2015. június 16., kedd

Subjects (part 1)

Introduction


I have the feeling many would like to bury Subjects and I'm yet going to do a multi-post series about them.

Some consider them the mutable state of the reactive world, which I don't disagree with, but then they continue and say in big letters: don't use them while showing some more examples of using Observable.create():

Observable.create(s -> {
   int i = 0;
   while (true) {
       s.onNext(i++);
   }
}).subscribe(System.out::println);

What about unsubscription and backpressure? No amount of operators can fix that for this source, yet you can apply onBackpressureXXX strategies on a Subject at any time.

Subjects are by no means bad or broken, but as with other components of the reactive paradigm, one must learn when and how to use them. For those who are lecturing about them, they should reconsider when and how they introduce Subjects to their audience. I suggest introducing them after introducing regular fluent operators but before talking about create().

In this series, I'm going to try and introduce Subjects, detail their requirements and structure and show how one can build its own custom Subject.

Imperative eventing

Let's assume you'd like to emit your own events, but you can't be sure when those events will be fired or how many of them will be there. Clearly, just() and from() can't help here and you don't want to create() an Observable which spins on some state either.

The best would be an object that is both Observable, so clients can chain onto it, and Observer so you can emit values and terminal events as well. The combination of these two is what's called Subject (or Processor in Reactive-Streams naming).

You can think of them as a way of multicasting your values to interested parties without the hassle to handle thread-safety for the incoming Subscribers.

Subject changeEvents = ...

changeEvents.subscribe(System.out::println);
changeEvents.subscribe(System.out::println);

changeEvents.onNext("Added");
Thread.sleep(10);
changeEvents.onNext("Removed");
Thread.sleep(10);
changeEvents.onCompleted();

Subjects are generified and sometimes you want them to emit the same type as received or emit a completely different type. In C# you can define two kinds of it with different arities:

interface ISubject<T>: IObserver<T>, IObservable<T> { }

interface ISubject<T, U>: IObserver<T> IObservable<U> { }

however, Java's type erasure doesn't let you do this, therefore, RxJava went with the two-parameter version of it:

abstract class Subject<T, R>
extends Observable<R> implements Observer<T> { }

Since RxJava's fluent API entry point is a class itself, in order to retain the composition possibility, Subject has to extend Observable and implement Observer. Perhaps a more interesting option would be to extend Subscriber instead of Observer to gain some resource-management and backpressure options, but Java doesn't let you extend more than one base class either and having the composable methods available is more important.

So in the example above, you'd have:

Subject<String, String> changeEvents = ...

Subjects are also considered hot observables: they 'operate' even if you don't have a Subscriber listening into them, similar to how a radio station doesn't stop playing music if you turn off your radio; who is there is there, who isn't there isn't.

For the example, such a Subject in RxJava is called a PublishSubject:

Subject<String, String> changeEvents = PublishSubject.create();

Certainly, having a create() factory method helps to avoid the repetition of the type parameters, but why can't one just call new PublishSubject<>() like in Rx.NET?

The reason is how the fluent API is made possible by an Observable class.

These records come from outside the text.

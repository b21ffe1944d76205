//! Delegated OAuth session management.
//!
//! - [`CredentialStore`] keeps the refresh token between runs.
//! - [`TokenEndpoint`] speaks the refresh and device-code grants.
//! - [`TokenBroker`] sequences them into one access token per run.

mod broker;
mod config;
mod endpoint;
mod store;

pub use broker::{
    AccessSession, BrokerState, DevicePrompt, TerminalPrompt, TokenBroker, render_prompt,
};
pub use config::{DEFAULT_AUTHORITY, DEFAULT_DEVICE_WAIT, DEFAULT_SCOPES, DEFAULT_TENANT, OAuthConfig};
pub use endpoint::{
    DEFAULT_DEVICE_CODE_LIFETIME, DEFAULT_POLL_INTERVAL, DeviceAuthorization, EndpointError,
    EndpointErrorKind, HttpTokenEndpoint, OAuthErrorKind, TokenEndpoint, TokenGrant,
};
#[cfg(feature = "keyring")]
pub use store::KeyringCredentialStore;
pub use store::{Credential, CredentialStore, FileCredentialStore, MemoryCredentialStore};
//! Authentication commands.

use chrono::{DateTime, Utc};
use tracing::info;

use sheetsync_core::Redacted;
use sheetsync_providers::auth::{
    Credential, CredentialStore, HttpTokenEndpoint, TerminalPrompt, TokenBroker,
};

use crate::config::ClientConfig;
use crate::error::{ClientError, ClientResult};
use crate::secret;

/// Runs the device-code flow and stores the resulting refresh token.
///
/// Without `force`, an already stored token is left alone.
pub async fn login(config: &ClientConfig, force: bool) -> ClientResult<()> {
    let store = config.credentials.open_store().map_err(ClientError::Config)?;

    if !force && store.load()?.is_some() {
        println!("A refresh token is already stored in {}.", store.describe());
        println!("Use --force to authorize again.");
        return Ok(());
    }

    let oauth = config.oauth.to_oauth_config().map_err(ClientError::Config)?;
    let scope = oauth.scope_param();
    let device_wait = oauth.device_wait;
    let prompt = TerminalPrompt::new(oauth.open_browser);
    let endpoint = HttpTokenEndpoint::new(oauth)
        .map_err(|e| ClientError::config(format!("failed to set up token endpoint: {}", e)))?;

    let mut broker = TokenBroker::new(&endpoint, store.as_ref(), &prompt, scope)
        .with_device_wait(device_wait);
    broker.bootstrap().await?;

    info!(store = %store.describe(), "device authorization completed");
    println!();
    println!("Authorization successful.");
    println!("The refresh token was saved to {}.", store.describe());
    Ok(())
}

/// Seeds the store with an existing refresh token.
pub fn import(config: &ClientConfig, secret_ref: &str) -> ClientResult<()> {
    let store = config.credentials.open_store().map_err(ClientError::Config)?;
    let credential = import_into(store.as_ref(), secret_ref, Utc::now())?;
    println!(
        "Imported refresh token {} into {}.",
        Redacted(&credential.refresh_token),
        store.describe()
    );
    Ok(())
}

/// Resolves `secret_ref` and saves it as the current refresh token.
pub fn import_into(
    store: &dyn CredentialStore,
    secret_ref: &str,
    now: DateTime<Utc>,
) -> ClientResult<Credential> {
    let token = secret::resolve(secret_ref)
        .map_err(|e| ClientError::config(format!("failed to resolve refresh token: {}", e)))?;
    let token = token.trim();
    if token.is_empty() {
        return Err(ClientError::config("refresh token is empty"));
    }
    let credential = Credential::new(token, now);
    store.save(&credential)?;
    Ok(credential)
}

/// Prints whether a refresh token is stored.
pub fn status(config: &ClientConfig) -> ClientResult<()> {
    let store = config.credentials.open_store().map_err(ClientError::Config)?;
    println!("{}", status_report(store.as_ref(), Utc::now())?);
    Ok(())
}

/// Describes the stored credential without revealing it.
pub fn status_report(store: &dyn CredentialStore, now: DateTime<Utc>) -> ClientResult<String> {
    let backend = format!("store:         {}", store.describe());
    let Some(credential) = store.load()? else {
        return Ok(format!(
            "{}\nrefresh token: not stored (run `sheetsync auth login`)",
            backend
        ));
    };
    Ok(format!(
        "{}\nrefresh token: {}\nupdated:       {} ({} ago)",
        backend,
        Redacted(&credential.refresh_token),
        credential.updated_at.format("%Y-%m-%d %H:%M:%S UTC"),
        format_age(now - credential.updated_at)
    ))
}

/// Removes the stored refresh token.
pub fn logout(config: &ClientConfig) -> ClientResult<()> {
    let store = config.credentials.open_store().map_err(ClientError::Config)?;
    store.clear()?;
    println!("Removed the refresh token from {}.", store.describe());
    Ok(())
}

fn format_age(age: chrono::Duration) -> String {
    let minutes = age.num_minutes().max(0);
    match minutes {
        0 => "less than a minute".to_string(),
        m if m < 60 => format!("{}m", m),
        m if m < 60 * 24 => format!("{}h {}m", m / 60, m % 60),
        m => format!("{}d {}h", m / (60 * 24), (m / 60) % 24),
    }
}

If you recall, you have to provide an OnSubscribe instance when you create an Observable via its create() method which internally will remember that instance to call call() on it whenever a Subscriber subscribes through subscribe().

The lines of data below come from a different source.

//! The remote workbook: probe, download, and upload with conflict handling.

use chrono::{DateTime, Utc};
use tracing::{debug, info, warn};

use sheetsync_core::{PLACEHOLDER_SHEET, SheetDocument, XLSX_CONTENT_TYPE, encode_xlsx};

use crate::error::{HostError, RemoteError};

use super::host::{FileHost, FileMetadata};

/// Result of [`RemoteStore::ensure_exists`].
#[derive(Debug, Clone, PartialEq, Eq)]
pub enum EnsureOutcome {
    /// The document was already there.
    Existing(FileMetadata),
    /// The document was missing and a placeholder workbook was uploaded.
    Created(FileMetadata),
}

/// Result of a successful [`RemoteStore::upload`].
#[derive(Debug, Clone, PartialEq, Eq)]
pub enum UploadOutcome {
    /// The document was replaced.
    Committed(FileMetadata),
    /// The document was locked; the bytes were written next to it instead.
    Deferred {
        /// Where the bytes went.
        path: String,
    },
}

/// Client for one workbook on a [`FileHost`].
pub struct RemoteStore<'a> {
    host: &'a dyn FileHost,
    path: String,
    placeholder_sheet: String,
}

impl<'a> RemoteStore<'a> {
    /// Creates a store for the document at `path`.
    pub fn new(host: &'a dyn FileHost, path: impl Into<String>) -> Self {
        Self {
            host,
            path: path.into(),
            placeholder_sheet: PLACEHOLDER_SHEET.to_string(),
        }
    }

    /// Sets the name of the sheet a freshly created workbook holds.
    pub fn with_placeholder_sheet(mut self, name: impl Into<String>) -> Self {
        self.placeholder_sheet = name.into();
        self
    }

    /// Returns the document path.
    pub fn path(&self) -> &str {
        &self.path
    }

    /// Probes the document and creates it if it is missing.
    pub async fn ensure_exists(&self) -> Result<EnsureOutcome, RemoteError> {
        match self.host.metadata(&self.path).await {
            Ok(meta) => {
                debug!(path = %self.path, size = ?meta.size, "remote document exists");
                Ok(EnsureOutcome::Existing(meta))
            }
            Err(HostError::NotFound(_)) => {
                info!(path = %self.path, "remote document missing, creating it");
                let bytes = encode_xlsx(&SheetDocument::with_placeholder(
                    self.placeholder_sheet.as_str(),
                ))?;
                let meta = self
                    .host
                    .put_content(&self.path, &bytes, XLSX_CONTENT_TYPE)
                    .await
                    .map_err(|source| RemoteError::Upload {
                        path: self.path.clone(),
                        source,
                    })?;
                Ok(EnsureOutcome::Created(meta))
            }
            Err(source) => Err(RemoteError::Metadata {
                path: self.path.clone(),
                source,
            }),
        }
    }

    /// Fetches the document bytes.
    pub async fn download(&self) -> Result<Vec<u8>, RemoteError> {
        self.host
            .get_content(&self.path)
            .await
            .map_err(|source| RemoteError::Fetch {
                path: self.path.clone(),
                source,
            })
    }

    /// Replaces the document with `bytes`.
    pub async fn upload(&self, bytes: &[u8]) -> Result<UploadOutcome, RemoteError> {
        self.upload_at(bytes, Utc::now()).await
    }

    /// Like [`upload`](Self::upload), with `now` naming the conflict copy.
    pub async fn upload_at(
        &self,
        bytes: &[u8],
        now: DateTime<Utc>,
    ) -> Result<UploadOutcome, RemoteError> {
        let diagnostics = match self
            .host
            .put_content(&self.path, bytes, XLSX_CONTENT_TYPE)
            .await
        {
            Ok(meta) => {
                info!(path = %self.path, len = bytes.len(), "uploaded document");
                return Ok(UploadOutcome::Committed(meta));
            }
            Err(HostError::Locked(diagnostics)) => diagnostics,
            Err(source) => {
                return Err(RemoteError::Upload {
                    path: self.path.clone(),
                    source,
                });
            }
        };

        let sibling = conflict_path(&self.path, now);
        warn!(path = %self.path, %sibling, %diagnostics, "document is locked, writing a conflict copy");
        self.host
            .put_content(&sibling, bytes, XLSX_CONTENT_TYPE)
            .await
            .map_err(|source| RemoteError::Upload {
                path: sibling.clone(),
                source,
            })?;
        Ok(UploadOutcome::Deferred { path: sibling })
    }
}

/// Returns the sibling path used when `path` is locked:
/// `/dir/name.xlsx` becomes `/dir/name.conflict-20250301T120000Z.xlsx`.
pub fn conflict_path(path: &str, now: DateTime<Utc>) -> String {
    let stamp = now.format("%Y%m%dT%H%M%SZ");
    let (dir, file) = match path.rfind('/') {
        Some(idx) => path.split_at(idx + 1),
        None => ("", path),
    };
    match file.rfind('.') {
        Some(idx) if idx > 0 => {
            let (stem, ext) = file.split_at(idx);
            format!("{}{}.conflict-{}{}", dir, stem, stamp, ext)
        }
        _ => format!("{}{}.conflict-{}", dir, file, stamp),
    }
}

#[cfg(test)]
mod tests {
    use super::*;
    use crate::drive::MemoryFileHost;
    use chrono::TimeZone;
    use sheetsync_core::decode_xlsx;

    const PATH: &str = "/Documents/tickets.xlsx";

    fn now() -> DateTime<Utc> {
        Utc.with_ymd_and_hms(2025, 3, 1, 12, 0, 0).unwrap()
    }

    #[test]
    fn conflict_path_naming() {
        assert_eq!(
            conflict_path(PATH, now()),
            "/Documents/tickets.conflict-20250301T120000Z.xlsx"
        );
        assert_eq!(
            conflict_path("tickets", now()),
            "tickets.conflict-20250301T120000Z"
        );
        assert_eq!(
            conflict_path("/a.b/.hidden", now()),
            "/a.b/.hidden.conflict-20250301T120000Z"
        );
    }

    #[tokio::test]
    async fn ensure_exists_creates_placeholder() {
        let host = MemoryFileHost::new();
        let store = RemoteStore::new(&host, PATH);

        let outcome = store.ensure_exists().await.unwrap();
        assert!(matches!(outcome, EnsureOutcome::Created(_)));

        let doc = decode_xlsx(&host.file(PATH).unwrap()).unwrap();
        assert_eq!(doc.sheet_names(), vec!["TMP"]);

        let outcome = store.ensure_exists().await.unwrap();
        assert!(matches!(outcome, EnsureOutcome::Existing(_)));
        assert_eq!(host.writes().len(), 1);
    }

    #[tokio::test]
    async fn ensure_exists_propagates_other_failures() {
        let host = MemoryFileHost::new();
        host.fail_gets(403);
        let err = RemoteStore::new(&host, PATH)
            .ensure_exists()
            .await
            .unwrap_err();
        assert!(matches!(err, RemoteError::Metadata { .. }));
        assert_eq!(err.diagnostics().unwrap().status, Some(403));
        assert!(host.writes().is_empty());
    }

    #[tokio::test]
    async fn download_missing_document_is_fetch_error() {
        let host = MemoryFileHost::new();
        let err = RemoteStore::new(&host, PATH).download().await.unwrap_err();
        assert!(matches!(
            err,
            RemoteError::Fetch {
                source: HostError::NotFound(_),
                ..
            }
        ));
    }

    #[tokio::test]
    async fn upload_commits() {
        let host = MemoryFileHost::new();
        let store = RemoteStore::new(&host, PATH);
        let outcome = store.upload_at(b"bytes", now()).await.unwrap();
        assert!(matches!(outcome, UploadOutcome::Committed(_)));
        assert_eq!(host.file(PATH).unwrap(), b"bytes");
    }

    #[tokio::test]
    async fn locked_upload_is_deferred_to_sibling() {
        let host = MemoryFileHost::new();
        host.insert(PATH, b"original".to_vec());
        host.lock(PATH);

        let outcome = RemoteStore::new(&host, PATH)
            .upload_at(b"merged", now())
            .await
            .unwrap();

        let sibling = "/Documents/tickets.conflict-20250301T120000Z.xlsx";
        assert_eq!(
            outcome,
            UploadOutcome::Deferred {
                path: sibling.to_string()
            }
        );
        assert_eq!(host.file(PATH).unwrap(), b"original");
        assert_eq!(host.file(sibling).unwrap(), b"merged");
    }

    #[tokio::test]
    async fn other_upload_failures_propagate() {
        let host = MemoryFileHost::new();
        host.fail_puts(507);
        let err = RemoteStore::new(&host, PATH)
            .upload_at(b"merged", now())
            .await
            .unwrap_err();
        match err {
            RemoteError::Upload { path, source } => {
                assert_eq!(path, PATH);
                assert_eq!(source.diagnostics().status, Some(507));
            }
            other => panic!("unexpected error: {other:?}"),
        }
    }
}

Unlike cold Observables, Subjects have to track their clients (so everyone gets the same data) which tracking has to happen both inside the OnSubscribe and in the Subject body itself. Unfortunately, Java doesn't allow an inner class inside the constructor to access the parent class' fields, therefore, the shared state between the two has to be extracted into a separate class and presented to both of them. This is non-trivial therefore the whole Subject instantiation and setup process is hidden behind such factory methods like PublishSubject.create(). (Once we get to the Subject-construction, I'll explain this with the help of examples.)

Flavors

Sometimes, you don't just want to dispatch your events as you see fit and don't care about your subscriber audience.

For example, you are a TV network and just throwing out a large amount of TV series and their episodes on a weekly basis. However, your clients can't keep up with the sheer amount but they don't want to skip any of the episodes either. Therefore, their smart TV or the cable provider itself offers the capability to cache these episodes, starting at some point, and allow the subscriber to watch it in sequence in its own pace and without leaving out any.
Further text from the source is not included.